The Infinity Courts by Akemi Dawn Bowman
Recommended: eh, I guess
Cool concept, weak execution. Probably come for the series / idea more than the characters or plot or world-building or moral questions….
Expected Release: April 6, 2021
Summary
Eighteen-year-old Nami Miyamoto is certain her life is just beginning. She has a great family, just graduated high school, and is on her way to a party where her entire class is waiting for her—including, most importantly, the boy she’s been in love with for years. The only problem? She’s murdered before she gets there. When Nami wakes up, she learns she’s in a place called Infinity, where human consciousness goes when physical bodies die. She quickly discovers that Ophelia, a virtual assistant widely used by humans on Earth, has taken over the afterlife and is now posing as a queen, forcing humans into servitude the way she’d been forced to serve in the real world. Even worse, Ophelia is inching closer and closer to accomplishing her grand plans of eradicating human existence once and for all. As Nami works with a team of rebels to bring down Ophelia and save the humans under her imprisonment, she is forced to reckon with her past, her future, and what it is that truly makes us human.
Thoughts:
What I liked about this book is probably what everyone who reads this is drawn to: the interesting premise of a human-designed AI taking over the human afterlife. WHAT. AN AMAZING. IDEA. And probably a new fear for a lot of people. This premise is so unique and cool that I can see a lot of similar content sprouting up after people get wind of this idea. And I liked the end, and that may be it’s saving grace to keep me reading this series. I’ll probably give it a second chance to improve.

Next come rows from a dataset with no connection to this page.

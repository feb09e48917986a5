#![warn(missing_docs)]
#![warn(clippy::missing_docs_in_private_items)]

use std::path::Path;

use anyhow::{Context, Result};
use colored::Colorize;
use tabled::{
    Table, Tabled,
    settings::{Alignment, Modify, Panel, Style, object::Rows},
};
use typed_builder::TypedBuilder;

use crate::{
    grade::{ScoreBreakdown, calculate_grade, percentage_of},
    results::{CoverageResult, LintResult, TestResult},
};

/// Horizontal rule under and over each section title.
const RULE: &str = "===============================================";

/// Shown under the coverage heading so students read the number in context.
const COVERAGE_NOTE: &str = "  Note:
  - This is one way we have chosen to
  quantify your test quality.
  - Higher coverage can be achieved by
  testing many different scenarios.
  - This topic is not covered until week 8,
  so interpret the result however you like
  or conduct YOUR OWN further research.";

/// Everything shown at the end of a run.
///
/// A domain left as `None` was not measured and gets no section.
#[derive(Debug, Clone, TypedBuilder)]
#[builder(doc)]
pub struct Report {
    /// Staff test results.
    #[builder(default)]
    pub tests:     Option<TestResult>,
    /// Coverage results.
    #[builder(default)]
    pub coverage:  Option<CoverageResult>,
    /// Lint results.
    #[builder(default)]
    pub lint:      Option<LintResult>,
    /// Weights applied and the final mark.
    pub breakdown: ScoreBreakdown,
}

/// One row of the score breakdown table.
#[derive(Tabled)]
struct SummaryRow {
    /// Assessed domain
    #[tabled(rename = "Component")]
    component: &'static str,
    /// Weight applied to it
    #[tabled(rename = "Weighting")]
    weighting: String,
    /// Score out of 1
    #[tabled(rename = "Score")]
    score:     String,
}

impl Report {
    /// Percentage shown to the student.
    pub fn percentage(&self) -> i64 {
        percentage_of(self.breakdown.final_score)
    }

    /// Renders the full console report.
    pub fn render(&self) -> String {
        let b = &self.breakdown;
        let mut sections = vec![" \n ".to_string()];

        if let Some(tests) = &self.tests {
            sections.push(
                [
                    RULE.bright_green().to_string(),
                    format!("JEST (weighting: {})", format_score(b.test_factor))
                        .green()
                        .bold()
                        .to_string(),
                    "- Staff automarking on student code".to_string(),
                    RULE.bright_green().to_string(),
                    format!("Tests Passed   : {}", tests.passed),
                    format!("Tests Failed   : {}", tests.failed),
                    format!("Tests Total    : {}", tests.total),
                    format!("Test Score     : {:.2}/1", tests.score)
                        .bright_green()
                        .to_string(),
                    " \n ".to_string(),
                ]
                .join("\n"),
            );
        }

        if let Some(coverage) = &self.coverage {
            sections.push(
                [
                    RULE.bright_yellow().to_string(),
                    format!("COVERAGE (weighting: {})", format_score(b.coverage_factor))
                        .yellow()
                        .bold()
                        .to_string(),
                    "- Student or given tests on student code".to_string(),
                    COVERAGE_NOTE.to_string(),
                    RULE.bright_yellow().to_string(),
                    format!("Line           : {}%", coverage.line),
                    format!("Statement      : {}%", coverage.statement),
                    format!("Function       : {}%", coverage.function),
                    format!("Branch         : {}%", coverage.branch),
                    format!("Coverage Score : {:.2}/1", coverage.score)
                        .bright_yellow()
                        .to_string(),
                    " \n ".to_string(),
                ]
                .join("\n"),
            );
        }

        if let Some(lint) = &self.lint {
            sections.push(
                [
                    RULE.bright_magenta().to_string(),
                    format!("ESLINT (weighting: {})", format_score(b.lint_factor))
                        .magenta()
                        .bold()
                        .to_string(),
                    "- Staff lint on student code".to_string(),
                    RULE.bright_magenta().to_string(),
                    format!("Errors         : {}", lint.errors),
                    format!("Warnings       : {}", lint.warnings),
                    format!("Lint Score     : {:.2}/1", lint.score)
                        .bright_magenta()
                        .to_string(),
                    " \n ".to_string(),
                ]
                .join("\n"),
            );
        }

        let percentage = self.percentage();
        sections.push(
            [
                RULE.bright_blue().to_string(),
                "AUTOMARKING RESULT".blue().bold().to_string(),
                "- Combined score of all components".to_string(),
                RULE.bright_blue().to_string(),
                format!("Percentage     : {percentage}%"),
                format!("Final Grade    : {}", calculate_grade(percentage)),
                format!("Final Score    : {:.2}/1", b.final_score)
                    .bright_blue()
                    .to_string(),
                " \n ".to_string(),
            ]
            .join("\n"),
        );
        sections.push(self.summary_table().to_string());

        sections.join("\n")
    }

    /// Weighting and score of every measured domain as a table.
    fn summary_table(&self) -> Table {
        let b = &self.breakdown;
        let mut rows = Vec::new();

        if let Some(tests) = &self.tests {
            rows.push(SummaryRow {
                component: "Tests",
                weighting: format_score(b.test_factor),
                score:     format!("{:.2}", tests.score),
            });
        }
        if let Some(coverage) = &self.coverage {
            rows.push(SummaryRow {
                component: "Coverage",
                weighting: format_score(b.coverage_factor),
                score:     format!("{:.2}", coverage.score),
            });
        }
        if let Some(lint) = &self.lint {
            rows.push(SummaryRow {
                component: "Lint",
                weighting: format_score(b.lint_factor),
                score:     format!("{:.2}", lint.score),
            });
        }

        let mut table = Table::new(&rows);
        table
            .with(Panel::header("Score Breakdown"))
            .with(Panel::footer(format!("Final: {:.2}/1", b.final_score)))
            .with(Modify::new(Rows::first()).with(Alignment::center()))
            .with(Modify::new(Rows::last()).with(Alignment::center()))
            .with(Style::modern());
        table
    }
}

/// Formats a score with at least one decimal digit: `0.84`, `1.0`, `0.0`.
pub fn format_score(score: f64) -> String {
    if score.fract() == 0.0 {
        format!("{score:.1}")
    } else {
        score.to_string()
    }
}

/// The artifact line read by the CI grading pipeline.
pub fn artifact_line(project_name: &str, final_score: f64) -> String {
    format!("{project_name}|{}|", format_score(final_score))
}

/// Writes the artifact, replacing any previous one.
pub fn write_artifact(path: &Path, project_name: &str, final_score: f64) -> Result<()> {
    std::fs::write(path, artifact_line(project_name, final_score))
        .with_context(|| format!("Could not write artifact {}", path.display()))
}
#![warn(missing_docs)]
#![warn(clippy::missing_docs_in_private_items)]

//! All scores here are out of 1.

use serde::{Deserialize, Serialize};

use crate::{config::MarkingConfig, error::AutomarkError};

/// Decimal places kept in weights and the final score.
pub const SCORE_DECIMAL_PLACES: i32 = 2;

/// Penalty per eslint error.
const LINT_ERROR_PENALTY: f64 = 0.20;

/// Penalty per eslint warning.
const LINT_WARNING_PENALTY: f64 = 0.10;

/// The weights actually applied to each domain, and the blended mark.
#[derive(Debug, Clone, Copy, PartialEq, Default, Serialize, Deserialize)]
pub struct ScoreBreakdown {
    /// Weighted mark out of 1, rounded to [`SCORE_DECIMAL_PLACES`].
    pub final_score:     f64,
    /// Weight of the staff tests.
    pub test_factor:     f64,
    /// Weight of coverage; 0 when coverage is not assessed.
    pub coverage_factor: f64,
    /// Weight of lint; 0 when lint is not assessed.
    pub lint_factor:     f64,
}

/// Rounds `value` to `places` decimal places.
///
/// Goes through the exact decimal expansion of `value`, so `0.625` (stored
/// as exactly 0.625) ties to even and gives `0.62`, while `2.675` (stored
/// just below) gives `2.67`.
pub fn round_to(value: f64, places: i32) -> f64 {
    let places = places.max(0) as usize;
    format!("{value:.places$}").parse().unwrap_or(value)
}

/// Fraction of staff tests passed, or 0 when there were none.
pub fn calculate_test_score(passed: u64, total: u64) -> f64 {
    if total == 0 {
        0.0
    } else {
        passed as f64 / total as f64
    }
}

/// One minus a fixed penalty per error and warning, floored at 0.
pub fn calculate_lint_score(errors: u64, warnings: u64) -> f64 {
    let score =
        1.0 - LINT_ERROR_PENALTY * errors as f64 - LINT_WARNING_PENALTY * warnings as f64;
    score.max(0.0)
}

/// Mean of the four coverage percentages, scaled to 0-1.
///
/// Any metric at 0 zeroes the whole score.
pub fn calculate_coverage_score(line: f64, branch: f64, statement: f64, function: f64) -> f64 {
    let items = [line, branch, statement, function];
    if items.contains(&0.0) {
        return 0.0;
    }
    items.iter().sum::<f64>() / items.len() as f64 / 100.0
}

/// Blends the domain scores using the weights in `config`.
///
/// Domains switched off in `config` contribute neither score nor weight, and
/// their weight is not handed to the staff tests. The check against
/// over-allocation happens after that zeroing, so an unused factor can never
/// make a config invalid.
pub fn calculate_final_score(
    config: &MarkingConfig,
    test_score: f64,
    coverage_score: f64,
    lint_score: f64,
) -> Result<ScoreBreakdown, AutomarkError> {
    let (coverage_score, coverage_factor) = if config.coverage {
        (coverage_score, config.coverage_factor)
    } else {
        (0.0, 0.0)
    };
    let (lint_score, lint_factor) = if config.lint {
        (lint_score, config.lint_factor)
    } else {
        (0.0, 0.0)
    };

    let test_factor = round_to(1.0 - (coverage_factor + lint_factor), SCORE_DECIMAL_PLACES);

    if test_factor < 0.0 {
        return Err(AutomarkError::NegativeTestFactor { test_factor });
    }
    if test_factor + coverage_factor + lint_factor > 1.0 {
        return Err(AutomarkError::OverallocatedWeights {
            test_factor,
            coverage_factor,
            lint_factor,
        });
    }

    let final_score = round_to(
        test_score * test_factor + coverage_score * coverage_factor + lint_score * lint_factor,
        SCORE_DECIMAL_PLACES,
    );

    tracing::debug!(
        final_score,
        test_factor,
        coverage_factor,
        lint_factor,
        "calculated final score"
    );

    Ok(ScoreBreakdown {
        final_score,
        test_factor,
        coverage_factor,
        lint_factor,
    })
}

What I disliked about this book was almost everything else. It wasn’t awful but compared to my high expectations, it was a real letdown. The main character doesn’t interest me much. The “love interest” was not appealing at all, and the romance felt very poorly established to warrant the emotions they proclaim. Even the plot was very basic in a lot of ways. Most of the complexity came from the main characters’ own struggles with morality and good versus evil and all of the gray area that comes with it. Some of that included interesting takes, but most was arguments and ideas posed thousands of times over thousands of years. It became an unsatisfying mix of war-book / court-book / morality-debate.

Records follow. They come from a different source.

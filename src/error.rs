#![warn(missing_docs)]
#![warn(clippy::missing_docs_in_private_items)]

use std::path::PathBuf;

use itertools::Itertools;

/// Errors that abort an automarking run.
///
/// Missing result files are not errors; parsers recover from those with a
/// zero-valued record.
#[derive(thiserror::Error, Debug)]
pub enum AutomarkError {
    /// The weights leave nothing (or less than nothing) for the staff tests.
    #[error("ERROR: Test factor should not be negative! (got {test_factor})")]
    NegativeTestFactor {
        /// `1 - (coverage_factor + lint_factor)` after rounding
        test_factor: f64,
    },
    /// The effective weights add up to more than 1.
    #[error(
        "ERROR: Sum of scale factors cannot be greater than 1! [{test_factor}, \
         {coverage_factor}, {lint_factor}]"
    )]
    OverallocatedWeights {
        /// Weight of the staff tests
        test_factor:     f64,
        /// Weight of coverage
        coverage_factor: f64,
        /// Weight of lint
        lint_factor:     f64,
    },
    /// Zero or several `automarking.test.[jt]s` files were found.
    #[error("Did not find exactly 1 test file: [{}]", .found.iter().map(|p| p.display()).join(", "))]
    AutomarkingFileDiscovery {
        /// Every file the glob matched
        found: Vec<PathBuf>,
    },
    /// The optional working directory argument could not be entered.
    #[error("Could not change into directory {}", .0.display())]
    WorkingDirectory(PathBuf),
}
#![warn(missing_docs)]
#![warn(clippy::missing_docs_in_private_items)]

use std::fmt::Display;

use serde::{Deserialize, Serialize};

/// University grade bands, plus a sentinel for impossible percentages.
#[derive(Debug, Clone, Copy, PartialEq, Eq, Serialize, Deserialize)]
#[serde(rename_all = "snake_case")]
pub enum GradeBand {
    /// 85-100
    HighDistinction,
    /// 75-84
    Distinction,
    /// 65-74
    Credit,
    /// 50-64
    Pass,
    /// 0-49
    Fail,
    /// The percentage was outside 0-100; something upstream went wrong.
    NotifyStaff,
}

impl Display for GradeBand {
    fn fmt(&self, f: &mut std::fmt::Formatter<'_>) -> std::fmt::Result {
        let label = match self {
            GradeBand::HighDistinction => "High Distinction (HD, 85-100)",
            GradeBand::Distinction => "Distinction (DN, 75-84)",
            GradeBand::Credit => "Credit (CR, 65-74)",
            GradeBand::Pass => "Pass (PS, 50-64)",
            GradeBand::Fail => "Fail (FL, 0-49)",
            GradeBand::NotifyStaff => "Error: Please notify a staff!",
        };
        f.write_str(label)
    }
}

/// Maps a whole percentage onto its grade band. Thresholds are inclusive.
pub fn calculate_grade(percentage: i64) -> GradeBand {
    match percentage {
        p if !(0..=100).contains(&p) => GradeBand::NotifyStaff,
        85.. => GradeBand::HighDistinction,
        75.. => GradeBand::Distinction,
        65.. => GradeBand::Credit,
        50.. => GradeBand::Pass,
        _ => GradeBand::Fail,
    }
}

/// Converts a final score out of 1 to a whole percentage.
pub fn percentage_of(final_score: f64) -> i64 {
    (final_score * 100.0).round_ties_even() as i64
}

#[cfg(test)]
mod tests {
    use super::*;

    #[test]
    fn thresholds_are_closed_below() {
        assert_eq!(calculate_grade(100), GradeBand::HighDistinction);
        assert_eq!(calculate_grade(85), GradeBand::HighDistinction);
        assert_eq!(calculate_grade(84), GradeBand::Distinction);
        assert_eq!(calculate_grade(75), GradeBand::Distinction);
        assert_eq!(calculate_grade(74), GradeBand::Credit);
        assert_eq!(calculate_grade(65), GradeBand::Credit);
        assert_eq!(calculate_grade(64), GradeBand::Pass);
        assert_eq!(calculate_grade(50), GradeBand::Pass);
        assert_eq!(calculate_grade(49), GradeBand::Fail);
        assert_eq!(calculate_grade(0), GradeBand::Fail);
    }

    #[test]
    fn out_of_range_notifies_staff() {
        assert_eq!(calculate_grade(-1), GradeBand::NotifyStaff);
        assert_eq!(calculate_grade(101), GradeBand::NotifyStaff);
        assert_eq!(calculate_grade(-1).to_string(), "Error: Please notify a staff!");
    }

    #[test]
    fn percentage_rounds_to_nearest() {
        assert_eq!(percentage_of(0.84), 84);
        assert_eq!(percentage_of(0.57), 57);
        assert_eq!(percentage_of(1.0), 100);
        assert_eq!(percentage_of(0.0), 0);
    }
}
#![cfg(unix)]

use std::{ffi::OsString, time::Duration};

use automark::process::{RunOutcome, ServerGuard, run_inherited};

fn args(items: &[&str]) -> Vec<OsString> {
    items.iter().map(OsString::from).collect()
}

#[tokio::test]
async fn finished_process_reports_its_status() {
    let outcome = run_inherited("sh", &args(&["-c", "exit 3"]), None, Some(Duration::from_secs(10)))
        .await
        .expect("run sh");

    match outcome {
        RunOutcome::Exited(status) => assert_eq!(status.code(), Some(3)),
        RunOutcome::TimedOut => panic!("sh should not time out"),
    }
    assert!(!outcome.success());
}

#[tokio::test]
async fn slow_process_times_out() {
    let outcome = run_inherited("sleep", &args(&["30"]), None, Some(Duration::from_millis(200)))
        .await
        .expect("run sleep");

    assert_eq!(outcome, RunOutcome::TimedOut);
}

#[tokio::test]
async fn missing_program_is_an_error() {
    let result = run_inherited("automark-no-such-tool", &[], None, None).await;
    assert!(result.is_err());
}

#[tokio::test]
async fn server_is_stopped_after_its_stage() {
    let mut server = ServerGuard::start("sleep", &args(&["30"]), None).expect("start server");
    server
        .await_ready(Duration::from_millis(100))
        .await
        .expect("boot delay");

    tokio::time::timeout(Duration::from_secs(10), server.stop(Duration::from_millis(200)))
        .await
        .expect("stop should not hang")
        .expect("stop server");
}

#[tokio::test]
async fn server_that_exits_early_does_not_block_boot() {
    let mut server = ServerGuard::start("true", &[], None).expect("start server");

    tokio::time::timeout(Duration::from_secs(5), server.await_ready(Duration::from_secs(60)))
        .await
        .expect("early exit ends the boot wait")
        .expect("boot delay");

    server.stop(Duration::from_millis(10)).await.expect("stop server");
}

Overall, this book had a strong concept but uninteresting characters. They felt very flat and one track, which did help with beating home the themes quite clearly. The plot picked up around the end, and I’m now interested in the next book. There were a few turns that surprised me, and worked. Concept & plot are okay, the writing style is basic, and characters are simple.
I have to mention this sentence because it really turned me off and is a clear example of a problem I felt often with the writing style itself: it was just trying too hard and ended up losing any actual meaning.
“Side by side our faces are polarizing, like an enchantment of ravens lost in a sky of cotton candy.”
If you love that sentence, you’ll probably enjoy the book.
Thanks to NetGalley and Simon & Schuster for a free advanced copy in exchange for an honest review.